Action item:
The lines from the start of the records below through the line containing "use indexmap::IndexMap;" are to be copied exactly, both ends included, with nothing added.

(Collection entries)
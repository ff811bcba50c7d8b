//! AnimationBlendScheduler: named continuous clips gated by suspension priority.
//!
//! Every change of the suspension floor or of a clip's enabled flag re-evaluates
//! all handles: continuous clips fade in/out, trigger clips (e.g. a periodic blink)
//! are cut immediately when suspended. Trigger clips fire from [`tick`] on their
//! own cooldown, independent of the viseme blink signal.
//!
//! [`tick`]: AnimationBlendScheduler::tick

use std::sync::Arc;

use indexmap::IndexMap;
use rand::rngs::SmallRng;
use rand::{Rng, SeedableRng};
use serde::{Deserialize, Serialize};

use crate::clip::ClipData;
use crate::config::BlendConfig;
use crate::error::AvatarError;
use crate::mixer::{ActionId, LoopMode, Mixer, MixerEvent};
use crate::skeleton::Skeleton;
use crate::suspension::{SuspensionSet, SuspensionToken};

#[derive(Copy, Clone, Debug, Serialize, Deserialize, PartialEq, Eq)]
pub enum ClipMode {
    /// Plays whenever enabled and not suspended.
    Continuous,
    /// Fires once per cooldown interval (e.g. idle blink).
    Trigger,
}

/// Registration request for [`AnimationBlendScheduler::register_or_replace`].
#[derive(Clone, Debug)]
pub struct ContinuousClip {
    pub name: String,
    pub clip: Option<Arc<ClipData>>,
    pub priority: i32,
    pub weight: f32,
    pub loop_mode: LoopMode,
    pub enabled: bool,
    pub fade_in_sec: Option<f32>,
    pub fade_out_sec: Option<f32>,
    pub mode: ClipMode,
}

impl ContinuousClip {
    /// Looping, enabled, priority 0, full weight, config fades.
    pub fn new(name: impl Into<String>, clip: Option<Arc<ClipData>>) -> Self {
        Self {
            name: name.into(),
            clip,
            priority: 0,
            weight: 1.0,
            loop_mode: LoopMode::Loop,
            enabled: true,
            fade_in_sec: None,
            fade_out_sec: None,
            mode: ClipMode::Continuous,
        }
    }

    /// A trigger clip (always plays once per firing).
    pub fn trigger(name: impl Into<String>, clip: Option<Arc<ClipData>>) -> Self {
        Self {
            loop_mode: LoopMode::Once,
            mode: ClipMode::Trigger,
            ..Self::new(name, clip)
        }
    }

    pub fn with_priority(mut self, priority: i32) -> Self {
        self.priority = priority;
        self
    }

    pub fn with_weight(mut self, weight: f32) -> Self {
        self.weight = weight;
        self
    }

    pub fn with_loop_mode(mut self, loop_mode: LoopMode) -> Self {
        self.loop_mode = loop_mode;
        self
    }

    pub fn with_fades(mut self, fade_in_sec: f32, fade_out_sec: f32) -> Self {
        self.fade_in_sec = Some(fade_in_sec);
        self.fade_out_sec = Some(fade_out_sec);
        self
    }

    pub fn disabled(mut self) -> Self {
        self.enabled = false;
        self
    }
}

/// Scheduling state for one named clip.
#[derive(Clone, Debug, PartialEq, Serialize)]
pub struct ClipHandle {
    pub name: String,
    pub priority: i32,
    pub weight: f32,
    pub loop_mode: LoopMode,
    pub enabled: bool,
    pub playing: bool,
    pub fade_in_sec: f32,
    pub fade_out_sec: f32,
    pub mode: ClipMode,
    #[serde(skip)]
    pub action: ActionId,
    /// Seconds until a trigger clip fires again.
    #[serde(skip)]
    cooldown: f32,
}

#[derive(Debug)]
pub struct AnimationBlendScheduler {
    cfg: BlendConfig,
    handles: IndexMap<String, ClipHandle>,
    suspensions: SuspensionSet,
    mixer: Mixer,
    rng: SmallRng,
}

impl AnimationBlendScheduler {
    pub fn new(cfg: BlendConfig) -> Self {
        let rng = match cfg.seed {
            Some(seed) => SmallRng::seed_from_u64(seed),
            None => SmallRng::from_entropy(),
        };
        Self {
            cfg,
            handles: IndexMap::new(),
            suspensions: SuspensionSet::new(),
            mixer: Mixer::new(),
            rng,
        }
    }

    /// Register a clip, or swap the source of an existing one with the same name.
    ///
    /// Replacing keeps the existing handle's priority, weight, enabled flag, fades
    /// and mode. A clip without a playable source is dropped (logged) and never
    /// enters the set. Returns whether the registration took effect.
    pub fn register_or_replace(&mut self, desc: ContinuousClip) -> bool {
        let Some(clip) = desc.clip.filter(|c| c.is_playable()) else {
            tracing::warn!(clip = %desc.name, "dropping clip without a playable animation source");
            return false;
        };

        let cooldown = self.next_trigger_interval();
        if let Some(handle) = self.handles.get_mut(&desc.name) {
            self.mixer.stop(handle.action);
            self.mixer.swap_clip(handle.action, clip);
            handle.playing = false;
            tracing::debug!(clip = %desc.name, "replaced clip source");
        } else {
            let loop_mode = match desc.mode {
                ClipMode::Trigger => LoopMode::Once,
                ClipMode::Continuous => desc.loop_mode,
            };
            let weight = desc.weight.clamp(0.0, 1.0);
            let action = self.mixer.create_action(clip, loop_mode, weight);
            let handle = ClipHandle {
                name: desc.name.clone(),
                priority: desc.priority,
                weight,
                loop_mode,
                enabled: desc.enabled,
                playing: false,
                fade_in_sec: desc.fade_in_sec.unwrap_or(self.cfg.fade_in_sec).max(0.0),
                fade_out_sec: desc.fade_out_sec.unwrap_or(self.cfg.fade_out_sec).max(0.0),
                mode: desc.mode,
                action,
                cooldown,
            };
            tracing::debug!(clip = %desc.name, priority = desc.priority, mode = ?desc.mode, "registered clip");
            self.handles.insert(desc.name, handle);
        }
        self.reevaluate();
        true
    }

    /// Explicit on/off switch. Disabling fades the clip out; only suspension
    /// cuts a trigger clip without a fade.
    pub fn set_enabled(&mut self, name: &str, enabled: bool) -> Result<(), AvatarError> {
        let handle = self
            .handles
            .get_mut(name)
            .ok_or_else(|| AvatarError::UnknownClip {
                name: name.to_string(),
            })?;
        handle.enabled = enabled;
        self.reevaluate();
        Ok(())
    }

    /// Raise the suspension floor. Release with [`release`](Self::release).
    pub fn suspend(&mut self, priority: i32) -> SuspensionToken {
        let token = self.suspensions.insert(priority);
        tracing::debug!(priority, floor = self.suspensions.floor(), "suspension raised");
        self.reevaluate();
        token
    }

    pub fn release(&mut self, token: SuspensionToken) {
        if self.suspensions.remove(token) {
            tracing::debug!(floor = self.suspensions.floor(), "suspension released");
            self.reevaluate();
        }
    }

    /// Effective floor: max priority among live tokens (0 if none).
    pub fn suspension_floor(&self) -> i32 {
        self.suspensions.floor()
    }

    pub fn is_suspended(&self, priority: i32) -> bool {
        self.suspensions.suspends(priority)
    }

    /// Advance trigger-clip cooldowns by `dt` seconds, firing any that are due.
    pub fn tick(&mut self, dt: f32) {
        let mut due = Vec::new();
        for handle in self.handles.values_mut() {
            if handle.mode != ClipMode::Trigger
                || !handle.enabled
                || self.suspensions.suspends(handle.priority)
            {
                continue;
            }
            handle.cooldown -= dt;
            if handle.cooldown <= 0.0 {
                due.push(handle.name.clone());
            }
        }
        for name in due {
            let interval = self.next_trigger_interval();
            if let Some(handle) = self.handles.get_mut(&name) {
                handle.cooldown = interval;
                handle.playing = true;
                self.mixer.play_from_start(handle.action, 0.0);
                tracing::trace!(clip = %name, "trigger clip fired");
            }
        }
    }

    /// Step the mixer and write joint rotations; syncs `playing` flags with
    /// actions that ended on their own.
    pub fn update(&mut self, dt: f32, skeleton: &mut dyn Skeleton) -> Vec<MixerEvent> {
        let events = self.mixer.update(dt, skeleton).to_vec();
        for handle in self.handles.values_mut() {
            if handle.playing && !self.mixer.is_running(handle.action) {
                handle.playing = false;
            }
        }
        events
    }

    pub fn handle(&self, name: &str) -> Option<&ClipHandle> {
        self.handles.get(name)
    }

    pub fn handles(&self) -> impl Iterator<Item = &ClipHandle> {
        self.handles.values()
    }

    pub fn len(&self) -> usize {
        self.handles.len()
    }

    pub fn is_empty(&self) -> bool {
        self.handles.is_empty()
    }

    pub fn mixer(&self) -> &Mixer {
        &self.mixer
    }

    pub fn mixer_mut(&mut self) -> &mut Mixer {
        &mut self.mixer
    }

    /// Stop every clip and clear all tokens. Handles stay registered but stopped.
    pub fn dispose(&mut self) {
        self.suspensions.clear();
        self.mixer.stop_all();
        for handle in self.handles.values_mut() {
            handle.playing = false;
        }
    }

    fn next_trigger_interval(&mut self) -> f32 {
        let lo = self.cfg.trigger_interval_min_sec.max(0.0);
        let hi = self.cfg.trigger_interval_max_sec.max(lo);
        self.rng.gen_range(lo..=hi)
    }

    /// Bring every handle in line with the current floor and enabled flags.
    fn reevaluate(&mut self) {
        for handle in self.handles.values_mut() {
            let suspended = self.suspensions.suspends(handle.priority);
            let should_play = handle.enabled && !suspended;
            match handle.mode {
                ClipMode::Continuous => {
                    if should_play && !handle.playing {
                        self.mixer.play(handle.action, handle.fade_in_sec);
                        handle.playing = true;
                    } else if !should_play && handle.playing {
                        self.mixer.fade_out(handle.action, handle.fade_out_sec);
                        handle.playing = false;
                    }
                }
                ClipMode::Trigger => {
                    if should_play || !(handle.playing || self.mixer.is_running(handle.action)) {
                        continue;
                    }
                    if suspended {
                        self.mixer.stop(handle.action);
                    } else {
                        self.mixer.fade_out(handle.action, handle.fade_out_sec);
                    }
                    handle.playing = false;
                }
            }
        }
    }
}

Solution:
repository ff811bcba50c7d8b
//! AnimationBlendScheduler: named continuous clips gated by suspension priority.
//!
//! Every change of the suspension floor or of a clip's enabled flag re-evaluates
//! all handles: continuous clips fade in/out, trigger clips (e.g. a periodic blink)
//! are cut immediately when suspended. Trigger clips fire from [`tick`] on their
//! own cooldown, independent of the viseme blink signal.
//!
//! [`tick`]: AnimationBlendScheduler::tick

use std::sync::Arc;

use indexmap::IndexMap;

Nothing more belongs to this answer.